> [REQUIRED WORK]: Print every record exactly.

Collected data entries

┌──

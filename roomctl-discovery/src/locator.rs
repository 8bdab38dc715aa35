//! Resolving hardware addresses to current IPv4 addresses and back.

use std::net::Ipv4Addr;
use std::sync::Arc;
use std::time::Duration;

use async_trait::async_trait;
use futures::future::join_all;

use crate::arp::{ArpCache, ArpEntry, SystemArpCache};
use crate::error::{LocatorError, Result};
use crate::mac::MacAddr;
use crate::probe::{PingProbe, Prober};
use crate::subnet::{local_subnet_or_default, Subnet24};

/// Tuning for resolution.
#[derive(Debug, Clone)]
pub struct LocatorConfig {
    /// Upper bound on any single probe
    pub probe_timeout: Duration,
    /// Wait between a single probe and reading the cache
    pub arp_settle: Duration,
    /// Wait between a full sweep and reading the cache
    pub sweep_settle: Duration,
    /// Subnet to sweep when the caller doesn't name one
    pub subnet: Option<Subnet24>,
}

impl Default for LocatorConfig {
    fn default() -> Self {
        Self {
            probe_timeout: Duration::from_millis(100),
            arp_settle: Duration::from_millis(100),
            sweep_settle: Duration::from_secs(1),
            subnet: None,
        }
    }
}

/// How a [`Resolution`] was obtained.
#[derive(Debug, Clone, Copy, PartialEq, Eq)]
pub enum Strategy {
    /// A host answered the service probe and its cached mac matched
    ProbeMatched,
    /// The mac turned up in the cache after a full sweep
    ArpTableMatched,
}

/// Result of a mac to ip lookup. Never persisted.
#[derive(Debug, Clone, Copy, PartialEq, Eq)]
pub struct Resolution {
    pub mac: MacAddr,
    pub ip: Ipv4Addr,
    pub strategy: Strategy,
}

/// Address resolution as seen by the rest of the system.
#[async_trait]
pub trait AddressResolver: Send + Sync {
    /// Find the current IPv4 address of `mac` on the local /24.
    async fn resolve_ip(&self, mac: &MacAddr) -> Result<Resolution>;

    /// Find the hardware address behind `ip`, if the host answers.
    async fn resolve_mac(&self, ip: Ipv4Addr) -> Result<Option<MacAddr>>;
}

/// ARP-based locator.
///
/// Strategies, in order:
/// 1. probe-first: sweep the /24 with the service probe (if one is set),
///    then match reachable hosts against the cache
/// 2. sweep-fallback: sweep with the generic probe, let the cache settle,
///    then scan all of it
///
/// Several hosts can claim the same mac (proxies, spoofing). The lowest
/// address wins, so repeated lookups agree with each other.
#[derive(Clone)]
pub struct NetworkLocator {
    arp: Arc<dyn ArpCache>,
    sweep_probe: Arc<dyn Prober>,
    service_probe: Option<Arc<dyn Prober>>,
    config: LocatorConfig,
}

impl NetworkLocator {
    /// Locator over the system ARP table and `ping`.
    pub fn new(config: LocatorConfig) -> Self {
        let ping = PingProbe::new(config.probe_timeout);
        Self::with_parts(Arc::new(SystemArpCache::new()), Arc::new(ping), config)
    }

    pub fn with_parts(
        arp: Arc<dyn ArpCache>,
        sweep_probe: Arc<dyn Prober>,
        config: LocatorConfig,
    ) -> Self {
        Self {
            arp,
            sweep_probe,
            service_probe: None,
            config,
        }
    }

    /// Enable the probe-first strategy with a protocol-specific probe.
    pub fn with_service_probe(mut self, probe: Arc<dyn Prober>) -> Self {
        self.service_probe = Some(probe);
        self
    }

    pub fn config(&self) -> &LocatorConfig {
        &self.config
    }

    /// Probe `ip` once, wait for the cache, and look it up.
    pub async fn resolve_mac_from_ip(&self, ip: Ipv4Addr) -> Result<Option<MacAddr>> {
        let _ = tokio::time::timeout(self.config.probe_timeout, self.sweep_probe.probe(ip)).await;
        tokio::time::sleep(self.config.arp_settle).await;

        let entries = self.arp.entries().await?;
        let mac = entries.iter().find(|e| e.ip == ip).map(|e| e.mac);
        tracing::debug!(%ip, mac = ?mac.map(|m| m.to_string()), "resolved mac from ip");
        Ok(mac)
    }

    /// Locate `mac` in `subnet` (or the configured/detected one).
    pub async fn resolve_ip_from_mac(
        &self,
        mac: &MacAddr,
        subnet: Option<Subnet24>,
    ) -> Result<Resolution> {
        let subnet = subnet
            .or(self.config.subnet)
            .unwrap_or_else(local_subnet_or_default);

        if let Some(probe) = &self.service_probe {
            let reachable = self.sweep(probe.as_ref(), subnet).await;
            tracing::debug!(%subnet, reachable = reachable.len(), "probe-first sweep done");

            if !reachable.is_empty() {
                let entries = self.arp.entries().await?;
                let matched = reachable
                    .iter()
                    .filter(|ip| entries.iter().any(|e| e.ip == **ip && e.mac == *mac))
                    .min();

                if let Some(ip) = matched {
                    return Ok(Resolution {
                        mac: *mac,
                        ip: *ip,
                        strategy: Strategy::ProbeMatched,
                    });
                }
            }
        }

        let answered = self.sweep(self.sweep_probe.as_ref(), subnet).await;
        tracing::debug!(%subnet, answered = answered.len(), "fallback sweep done");
        tokio::time::sleep(self.config.sweep_settle).await;

        let entries = self.arp.entries().await?;
        match pick_entry(&entries, mac, subnet) {
            Some(ip) => Ok(Resolution {
                mac: *mac,
                ip,
                strategy: Strategy::ArpTableMatched,
            }),
            None => Err(LocatorError::NotFound { mac: *mac }),
        }
    }

    /// Probe every host in `subnet` concurrently, each under its own
    /// timeout, and return the ones that answered in address order.
    async fn sweep(&self, probe: &dyn Prober, subnet: Subnet24) -> Vec<Ipv4Addr> {
        let timeout = self.config.probe_timeout;
        let probes = subnet.hosts().map(|ip| async move {
            match tokio::time::timeout(timeout, probe.probe(ip)).await {
                Ok(true) => Some(ip),
                _ => None,
            }
        });

        let mut reachable: Vec<Ipv4Addr> = join_all(probes).await.into_iter().flatten().collect();
        reachable.sort();
        reachable
    }
}

/// Lowest matching address, preferring those inside `subnet`.
fn pick_entry(entries: &[ArpEntry], mac: &MacAddr, subnet: Subnet24) -> Option<Ipv4Addr> {
    let matching = entries.iter().filter(|e| e.mac == *mac).map(|e| e.ip);
    let (inside, outside): (Vec<_>, Vec<_>) = matching.partition(|ip| subnet.contains(*ip));
    inside.into_iter().min().or_else(|| outside.into_iter().min())
}

#[async_trait]
impl AddressResolver for NetworkLocator {
    async fn resolve_ip(&self, mac: &MacAddr) -> Result<Resolution> {
        self.resolve_ip_from_mac(mac, None).await
    }

    async fn resolve_mac(&self, ip: Ipv4Addr) -> Result<Option<MacAddr>> {
        self.resolve_mac_from_ip(ip).await
    }
}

└──

> [SOLUTION BELOW]:
filename roomctl-discovery/src/locator.rs
repository 8bdab38dc715aa35
//! Resolving hardware addresses to current IPv4 addresses and back.

use std::net::Ipv4Addr;
use std::sync::Arc;
use std::time::Duration;

use async_trait::async_trait;
use futures::future::join_all;

use crate::arp::{ArpCache, ArpEntry, SystemArpCache};
use crate::error::{LocatorError, Result};
use crate::mac::MacAddr;
use crate::probe::{PingProbe, Prober};
use crate::subnet::{local_subnet_or_default, Subnet24};

/// Tuning for resolution.
#[derive(Debug, Clone)]
pub struct LocatorConfig {
    /// Upper bound on any single probe
    pub probe_timeout: Duration,
    /// Wait between a single probe and reading the cache
    pub arp_settle: Duration,
    /// Wait between a full sweep and reading the cache
    pub sweep_settle: Duration,
    /// Subnet to sweep when the caller doesn't name one
    pub subnet: Option<Subnet24>,
}

impl Default for LocatorConfig {
    fn default() -> Self {
        Self {
            probe_timeout: Duration::from_millis(100),
            arp_settle: Duration::from_millis(100),
            sweep_settle: Duration::from_secs(1),
            subnet: None,
        }
    }
}

/// How a [`Resolution`] was obtained.
#[derive(Debug, Clone, Copy, PartialEq, Eq)]
pub enum Strategy {
    /// A host answered the service probe and its cached mac matched
    ProbeMatched,
    /// The mac turned up in the cache after a full sweep
    ArpTableMatched,
}

/// Result of a mac to ip lookup. Never persisted.
#[derive(Debug, Clone, Copy, PartialEq, Eq)]
pub struct Resolution {
    pub mac: MacAddr,
    pub ip: Ipv4Addr,
    pub strategy: Strategy,
}

/// Address resolution as seen by the rest of the system.
#[async_trait]
pub trait AddressResolver: Send + Sync {
    /// Find the current IPv4 address of `mac` on the local /24.
    async fn resolve_ip(&self, mac: &MacAddr) -> Result<Resolution>;

    /// Find the hardware address behind `ip`, if the host answers.
    async fn resolve_mac(&self, ip: Ipv4Addr) -> Result<Option<MacAddr>>;
}

/// ARP-based locator.
///
/// Strategies, in order:
/// 1. probe-first: sweep the /24 with the service probe (if one is set),
///    then match reachable hosts against the cache
/// 2. sweep-fallback: sweep with the generic probe, let the cache settle,
///    then scan all of it
///
/// Several hosts can claim the same mac (proxies, spoofing). The lowest
/// address wins, so repeated lookups agree with each other.
#[derive(Clone)]
pub struct NetworkLocator {
    arp: Arc<dyn ArpCache>,
    sweep_probe: Arc<dyn Prober>,
    service_probe: Option<Arc<dyn Prober>>,
    config: LocatorConfig,
}

impl NetworkLocator {
    /// Locator over the system ARP table and `ping`.
    pub fn new(config: LocatorConfig) -> Self {
        let ping = PingProbe::new(config.probe_timeout);
        Self::with_parts(Arc::new(SystemArpCache::new()), Arc::new(ping), config)
    }

    pub fn with_parts(
        arp: Arc<dyn ArpCache>,
        sweep_probe: Arc<dyn Prober>,
        config: LocatorConfig,
    ) -> Self {
        Self {
            arp,
            sweep_probe,
            service_probe: None,
            config,
        }
    }

    /// Enable the probe-first strategy with a protocol-specific probe.
    pub fn with_service_probe(mut self, probe: Arc<dyn Prober>) -> Self {
        self.service_probe = Some(probe);
        self
    }

    pub fn config(&self) -> &LocatorConfig {
        &self.config
    }

    /// Probe `ip` once, wait for the cache, and look it up.
    pub async fn resolve_mac_from_ip(&self, ip: Ipv4Addr) -> Result<Option<MacAddr>> {
        let _ = tokio::time::timeout(self.config.probe_timeout, self.sweep_probe.probe(ip)).await;
        tokio::time::sleep(self.config.arp_settle).await;

        let entries = self.arp.entries().await?;
        let mac = entries.iter().find(|e| e.ip == ip).map(|e| e.mac);
        tracing::debug!(%ip, mac = ?mac.map(|m| m.to_string()), "resolved mac from ip");
        Ok(mac)
    }

    /// Locate `mac` in `subnet` (or the configured/detected one).
    pub async fn resolve_ip_from_mac(
        &self,
        mac: &MacAddr,
        subnet: Option<Subnet24>,
    ) -> Result<Resolution> {
        let subnet = subnet
            .or(self.config.subnet)
            .unwrap_or_else(local_subnet_or_default);

        if let Some(probe) = &self.service_probe {
            let reachable = self.sweep(probe.as_ref(), subnet).await;
            tracing::debug!(%subnet, reachable = reachable.len(), "probe-first sweep done");

            if !reachable.is_empty() {
                let entries = self.arp.entries().await?;
                let matched = reachable
                    .iter()
                    .filter(|ip| entries.iter().any(|e| e.ip == **ip && e.mac == *mac))
                    .min();

                if let Some(ip) = matched {
                    return Ok(Resolution {
                        mac: *mac,
                        ip: *ip,
                        strategy: Strategy::ProbeMatched,
                    });
                }
            }
        }

        let answered = self.sweep(self.sweep_probe.as_ref(), subnet).await;
        tracing::debug!(%subnet, answered = answered.len(), "fallback sweep done");
        tokio::time::sleep(self.config.sweep_settle).await;

        let entries = self.arp.entries().await?;
        match pick_entry(&entries, mac, subnet) {
            Some(ip) => Ok(Resolution {
                mac: *mac,
                ip,
                strategy: Strategy::ArpTableMatched,
            }),
            None => Err(LocatorError::NotFound { mac: *mac }),
        }
    }

    /// Probe every host in `subnet` concurrently, each under its own
    /// timeout, and return the ones that answered in address order.
    async fn sweep(&self, probe: &dyn Prober, subnet: Subnet24) -> Vec<Ipv4Addr> {
        let timeout = self.config.probe_timeout;
        let probes = subnet.hosts().map(|ip| async move {
            match tokio::time::timeout(timeout, probe.probe(ip)).await {
                Ok(true) => Some(ip),
                _ => None,
            }
        });

        let mut reachable: Vec<Ipv4Addr> = join_all(probes).await.into_iter().flatten().collect();
        reachable.sort();
        reachable
    }
}

/// Lowest matching address, preferring those inside `subnet`.
fn pick_entry(entries: &[ArpEntry], mac: &MacAddr, subnet: Subnet24) -> Option<Ipv4Addr> {
    let matching = entries.iter().filter(|e| e.mac == *mac).map(|e| e.ip);
    let (inside, outside): (Vec<_>, Vec<_>) = matching.partition(|ip| subnet.contains(*ip));
    inside.into_iter().min().or_else(|| outside.into_iter().min())
}

#[async_trait]
impl AddressResolver for NetworkLocator {
    async fn resolve_ip(&self, mac: &MacAddr) -> Result<Resolution> {
        self.resolve_ip_from_mac(mac, None).await
    }

    async fn resolve_mac(&self, ip: Ipv4Addr) -> Result<Option<MacAddr>> {
        self.resolve_mac_from_ip(ip).await
    }
}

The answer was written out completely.